(Stored data)
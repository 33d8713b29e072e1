//! `prompt-coach`: score a prompt and print an improved rewrite.

use std::fs;
use std::io;
use std::net::SocketAddr;
use std::path::{Path, PathBuf};

use anyhow::Context;
use clap::{Parser, Subcommand};
use tracing_subscriber::EnvFilter;

use promptcoach_runtime::{CoachConfig, PromptCoach};

mod render;
mod serve;

use render::OutputMode;

#[derive(Parser, Debug)]
#[command(name = "prompt-coach", version, about = "Prompt Coach (AI Prompt Optimizer)")]
#[command(args_conflicts_with_subcommands = true)]
struct Cli {
    #[command(subcommand)]
    command: Option<Command>,

    /// Read prompt from file (otherwise stdin)
    #[arg(short, long)]
    file: Option<PathBuf>,

    /// Print improved prompt only
    #[arg(long)]
    print_improved: bool,

    /// Show unified diff between original and improved
    #[arg(long)]
    show_diff: bool,

    /// Path to write improved prompt
    #[arg(short, long)]
    write: Option<PathBuf>,

    /// Increase log verbosity (-v info, -vv debug)
    #[arg(short, long, action = clap::ArgAction::Count, global = true)]
    verbose: u8,
}

#[derive(Subcommand, Debug)]
enum Command {
    /// Serve the scoring API over HTTP
    Serve {
        /// Address to listen on
        #[arg(long, default_value = "127.0.0.1:8088")]
        addr: SocketAddr,
    },
}

fn init_tracing(default_level: &str) {
    let filter =
        EnvFilter::try_from_default_env().unwrap_or_else(|_| EnvFilter::new(default_level));
    tracing_subscriber::fmt()
        .with_env_filter(filter)
        .with_writer(io::stderr)
        .init();
}

fn level_for(verbose: u8, base: &'static str) -> &'static str {
    match (verbose, base) {
        (0, base) => base,
        (1, "warn") => "info",
        _ => "debug",
    }
}

#[tokio::main]
async fn main() -> anyhow::Result<()> {
    let cli = Cli::parse();
    let config = CoachConfig::from_env();

    match cli.command {
        Some(Command::Serve { addr }) => {
            init_tracing(level_for(cli.verbose, "info"));
            serve::run(addr, config).await
        }
        None => {
            init_tracing(level_for(cli.verbose, "warn"));
            run_once(&cli, &config?).await
        }
    }
}

async fn run_once(cli: &Cli, config: &CoachConfig) -> anyhow::Result<()> {
    let raw = match &cli.file {
        Some(path) => fs::read_to_string(path)
            .with_context(|| format!("failed to read prompt from {}", path.display()))?,
        None => io::read_to_string(io::stdin()).context("failed to read prompt from stdin")?,
    };

    let coach = PromptCoach::from_config(config)?;
    let result = coach.evaluate(&raw).await?;

    let mode = OutputMode::from_flags(cli.print_improved, cli.show_diff);
    if mode == OutputMode::Json {
        if let Some(path) = &cli.write {
            write_improved(path, &result.improved)?;
        }
    }

    println!("{}", render::render(&result, mode)?);
    Ok(())
}

/// Write the rewrite to `path`, creating parent directories.
fn write_improved(path: &Path, improved: &str) -> anyhow::Result<()> {
    if let Some(parent) = path.parent().filter(|p| !p.as_os_str().is_empty()) {
        fs::create_dir_all(parent)
            .with_context(|| format!("failed to create {}", parent.display()))?;
    }
    fs::write(path, improved).with_context(|| format!("failed to write {}", path.display()))?;
    tracing::info!(path = %path.display(), "wrote improved prompt");
    Ok(())
}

PROMPT - All lines in the data that contain the word "async" should be copied.

TASK RESULT -
async fn main() -> anyhow::Result<()> {
async fn run_once(cli: &Cli, config: &CoachConfig) -> anyhow::Result<()> {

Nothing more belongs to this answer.